(Data for the task begins)

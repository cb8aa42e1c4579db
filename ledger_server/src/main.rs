//! Wallet ledger server.
//!
//! Serves the casino and sportsbook provider endpoints and the back-office API
//! over a PostgreSQL-backed ledger, or over the in-memory store with `--memory`.

use std::net::SocketAddr;
use std::sync::Arc;

use anyhow::Error;
use ledger_server::{api, config::ServerConfig, logging, metrics};
use log::info;
use pico_args::Arguments;
use wallet_ledger::{
    collab::{
        AccountDirectory, MemoryAccountDirectory, MemoryTicketService, PgAccountDirectory,
        PgTicketService, TicketService,
    },
    db::Database,
    ledger::{LedgerStore, MemoryLedgerStore, PgLedgerStore},
};

const HELP: &str = "\
Run the wallet ledger server

USAGE:
  ledger_server [OPTIONS]

OPTIONS:
  --bind       IP:PORT     Server socket bind address  [default: env SERVER_BIND or 127.0.0.1:8080]
  --db-url     URL         Database connection string  [default: env DATABASE_URL]

FLAGS:
  --memory                 Use the in-memory store (state is lost on exit)
  -h, --help               Print help information

ENVIRONMENT:
  SERVER_BIND              Server bind address (e.g., 0.0.0.0:8080)
  DATABASE_URL             PostgreSQL connection string
  CASINO_SECRET            HMAC secret shared with the casino provider
  CASINO_CURRENCY          Casino wallet currency [default: INR]
  SPORTSBOOK_CURRENCY      Sportsbook wallet currency [default: INR]
  METRICS_BIND             Prometheus listener (e.g., 127.0.0.1:9090)
  RUST_LOG                 Log filter
  (See .env file for all configuration options)
";

struct Args {
    bind: Option<SocketAddr>,
    database_url: Option<String>,
    memory: bool,
}

/// Storage and collaborators chosen at startup
struct Backend {
    store: Arc<dyn LedgerStore>,
    accounts: Arc<dyn AccountDirectory>,
    tickets: Arc<dyn TicketService>,
}

#[tokio::main]
async fn main() -> Result<(), Error> {
    // Load .env file if it exists
    let _ = dotenvy::dotenv();

    let mut pargs = Arguments::from_env();

    // Help has a higher priority and should be handled separately.
    if pargs.contains(["-h", "--help"]) {
        print!("{HELP}");
        std::process::exit(0);
    }

    let args = Args {
        memory: pargs.contains("--memory"),
        bind: pargs.opt_value_from_str("--bind")?,
        database_url: pargs.opt_value_from_str("--db-url")?,
    };

    logging::init();

    let config = ServerConfig::from_env(args.bind, args.database_url, args.memory)?;
    info!("Starting wallet ledger server at {}", config.bind);

    let backend = match &config.database {
        Some(db_config) => {
            info!("Connecting to database");
            let db = Database::new(db_config)
                .await
                .map_err(|e| anyhow::anyhow!("Failed to connect to database: {}", e))?;
            db.migrate()
                .await
                .map_err(|e| anyhow::anyhow!("Failed to run migrations: {}", e))?;
            info!("Database connected and migrated");

            let pool = db.shared_pool();
            Backend {
                store: Arc::new(PgLedgerStore::new(pool.clone())),
                accounts: Arc::new(PgAccountDirectory::new(pool.clone())),
                tickets: Arc::new(PgTicketService::new(pool)),
            }
        }
        None => {
            log::warn!("Running on the in-memory store; balances are lost on exit");
            Backend {
                store: Arc::new(MemoryLedgerStore::new()),
                accounts: Arc::new(MemoryAccountDirectory::new()),
                tickets: Arc::new(MemoryTicketService::new()),
            }
        }
    };

    if let Some(metrics_bind) = config.metrics_bind {
        metrics::init_metrics(metrics_bind).map_err(anyhow::Error::msg)?;
        info!("Prometheus metrics at http://{}/metrics", metrics_bind);
    }

    let state = api::AppState::new(
        backend.store,
        backend.accounts,
        backend.tickets,
        &config.casino,
        &config.sportsbook,
    )?;
    let app = api::create_router(state);

    let listener = tokio::net::TcpListener::bind(config.bind)
        .await
        .map_err(|e| anyhow::anyhow!("Failed to bind to {}: {}", config.bind, e))?;

    info!(
        "Server is running at http://{}. Press Ctrl+C to stop.",
        config.bind
    );

    axum::serve(listener, app)
        .with_graceful_shutdown(shutdown_signal())
        .await
        .map_err(|e| anyhow::anyhow!("Server error: {}", e))?;

    info!("Shutting down server...");

    Ok(())
}

/// Graceful shutdown signal
async fn shutdown_signal() {
    if let Err(e) = tokio::signal::ctrl_c().await {
        log::error!("Failed to listen for Ctrl+C: {}", e);
        std::future::pending::<()>().await;
    }
}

(Data for the task ends)

* [Aim of the task]:
In the entries above, find the line with "let listener = tokio::net::TcpListener::bind(config.bind)" and the line with "axum::serve(listener, app)", then restate word for word both of them and every line between, with nothing more.

* [Problem solution]:
    let listener = tokio::net::TcpListener::bind(config.bind)
        .await
        .map_err(|e| anyhow::anyhow!("Failed to bind to {}: {}", config.bind, e))?;

    info!(
        "Server is running at http://{}. Press Ctrl+C to stop.",
        config.bind
    );

    axum::serve(listener, app)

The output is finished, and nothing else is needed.